◆ SUPPLIED DATA
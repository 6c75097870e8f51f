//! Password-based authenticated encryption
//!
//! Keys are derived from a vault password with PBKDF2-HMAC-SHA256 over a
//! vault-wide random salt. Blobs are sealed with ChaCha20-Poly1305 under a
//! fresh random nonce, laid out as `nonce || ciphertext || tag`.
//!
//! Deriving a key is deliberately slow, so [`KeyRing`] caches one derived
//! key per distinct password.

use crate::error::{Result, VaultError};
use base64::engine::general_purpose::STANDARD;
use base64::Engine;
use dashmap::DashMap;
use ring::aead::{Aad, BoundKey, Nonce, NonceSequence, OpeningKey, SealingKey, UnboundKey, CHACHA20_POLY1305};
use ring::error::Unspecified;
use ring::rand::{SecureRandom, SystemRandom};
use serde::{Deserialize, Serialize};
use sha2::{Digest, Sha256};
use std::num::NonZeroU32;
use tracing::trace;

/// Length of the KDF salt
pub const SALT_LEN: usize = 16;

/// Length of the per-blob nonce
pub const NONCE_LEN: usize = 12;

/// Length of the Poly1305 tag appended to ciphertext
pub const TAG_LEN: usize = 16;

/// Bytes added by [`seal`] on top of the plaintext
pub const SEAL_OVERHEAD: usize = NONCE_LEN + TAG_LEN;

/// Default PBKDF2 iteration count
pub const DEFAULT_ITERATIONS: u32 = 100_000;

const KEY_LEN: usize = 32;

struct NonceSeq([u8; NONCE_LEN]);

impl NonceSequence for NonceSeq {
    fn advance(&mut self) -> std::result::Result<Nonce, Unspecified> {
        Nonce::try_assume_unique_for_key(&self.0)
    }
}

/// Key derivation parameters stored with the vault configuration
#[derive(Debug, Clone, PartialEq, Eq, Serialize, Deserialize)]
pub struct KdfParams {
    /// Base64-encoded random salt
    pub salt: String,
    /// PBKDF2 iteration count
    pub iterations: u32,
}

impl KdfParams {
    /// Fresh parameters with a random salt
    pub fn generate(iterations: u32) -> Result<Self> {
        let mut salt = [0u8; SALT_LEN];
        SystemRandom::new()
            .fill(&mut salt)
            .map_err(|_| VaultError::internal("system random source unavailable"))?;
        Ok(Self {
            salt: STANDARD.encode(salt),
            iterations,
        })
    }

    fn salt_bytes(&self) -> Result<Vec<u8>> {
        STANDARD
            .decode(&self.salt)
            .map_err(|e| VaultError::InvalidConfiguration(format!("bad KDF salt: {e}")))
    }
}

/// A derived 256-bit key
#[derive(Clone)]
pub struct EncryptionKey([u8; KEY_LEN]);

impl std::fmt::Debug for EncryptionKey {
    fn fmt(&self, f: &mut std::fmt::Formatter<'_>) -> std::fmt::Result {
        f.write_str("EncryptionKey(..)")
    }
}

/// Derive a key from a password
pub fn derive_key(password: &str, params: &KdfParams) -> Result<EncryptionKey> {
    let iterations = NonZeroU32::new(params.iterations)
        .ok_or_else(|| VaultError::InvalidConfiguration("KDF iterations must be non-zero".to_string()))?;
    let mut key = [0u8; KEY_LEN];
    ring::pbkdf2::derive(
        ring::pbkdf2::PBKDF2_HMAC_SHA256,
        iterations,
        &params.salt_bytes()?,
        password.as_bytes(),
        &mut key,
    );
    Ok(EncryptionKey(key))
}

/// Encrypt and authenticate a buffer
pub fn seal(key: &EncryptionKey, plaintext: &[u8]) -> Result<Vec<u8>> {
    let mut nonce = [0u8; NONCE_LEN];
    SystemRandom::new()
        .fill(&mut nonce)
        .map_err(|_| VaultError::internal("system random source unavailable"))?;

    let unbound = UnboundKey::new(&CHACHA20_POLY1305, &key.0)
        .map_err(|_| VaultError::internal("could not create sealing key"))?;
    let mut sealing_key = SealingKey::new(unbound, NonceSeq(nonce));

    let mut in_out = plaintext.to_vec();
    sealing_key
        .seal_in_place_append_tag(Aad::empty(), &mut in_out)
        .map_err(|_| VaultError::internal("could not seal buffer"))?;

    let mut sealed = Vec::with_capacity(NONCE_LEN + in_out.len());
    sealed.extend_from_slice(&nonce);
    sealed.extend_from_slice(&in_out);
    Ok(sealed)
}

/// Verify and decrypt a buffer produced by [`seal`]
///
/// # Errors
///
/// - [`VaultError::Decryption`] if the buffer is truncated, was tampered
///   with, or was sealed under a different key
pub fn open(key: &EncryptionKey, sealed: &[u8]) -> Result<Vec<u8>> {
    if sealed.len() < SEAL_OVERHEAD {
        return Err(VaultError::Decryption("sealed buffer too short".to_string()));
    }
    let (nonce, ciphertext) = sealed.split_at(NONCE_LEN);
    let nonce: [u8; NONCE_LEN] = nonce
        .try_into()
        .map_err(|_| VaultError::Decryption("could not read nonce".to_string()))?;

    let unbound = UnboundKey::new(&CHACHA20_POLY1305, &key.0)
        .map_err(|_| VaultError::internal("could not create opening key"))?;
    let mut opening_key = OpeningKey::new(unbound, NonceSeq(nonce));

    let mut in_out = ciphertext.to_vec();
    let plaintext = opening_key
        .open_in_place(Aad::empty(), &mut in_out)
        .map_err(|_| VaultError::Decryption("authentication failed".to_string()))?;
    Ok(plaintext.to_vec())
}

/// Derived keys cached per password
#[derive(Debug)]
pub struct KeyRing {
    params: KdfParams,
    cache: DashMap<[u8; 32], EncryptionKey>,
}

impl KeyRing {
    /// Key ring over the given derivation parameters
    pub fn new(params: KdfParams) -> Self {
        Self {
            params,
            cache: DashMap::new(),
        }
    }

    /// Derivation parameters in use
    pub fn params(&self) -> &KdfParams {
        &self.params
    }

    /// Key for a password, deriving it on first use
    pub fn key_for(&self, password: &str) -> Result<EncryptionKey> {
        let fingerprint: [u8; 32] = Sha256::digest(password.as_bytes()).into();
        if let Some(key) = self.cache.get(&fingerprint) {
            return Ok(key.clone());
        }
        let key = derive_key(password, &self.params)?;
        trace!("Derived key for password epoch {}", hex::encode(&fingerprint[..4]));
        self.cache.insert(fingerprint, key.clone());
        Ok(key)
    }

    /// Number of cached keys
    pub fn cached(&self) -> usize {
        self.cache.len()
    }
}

◆ PROBLEM STATEMENT
Among the entries above, locate the lines containing "on first use" and "let key = derive_key(password, &self.params)?;", and transcribe exactly those two lines and all lines between.

◆ RESULT FOR THIS EXERCISE
    /// Key for a password, deriving it on first use
    pub fn key_for(&self, password: &str) -> Result<EncryptionKey> {
        let fingerprint: [u8; 32] = Sha256::digest(password.as_bytes()).into();
        if let Some(key) = self.cache.get(&fingerprint) {
            return Ok(key.clone());
        }
        let key = derive_key(password, &self.params)?;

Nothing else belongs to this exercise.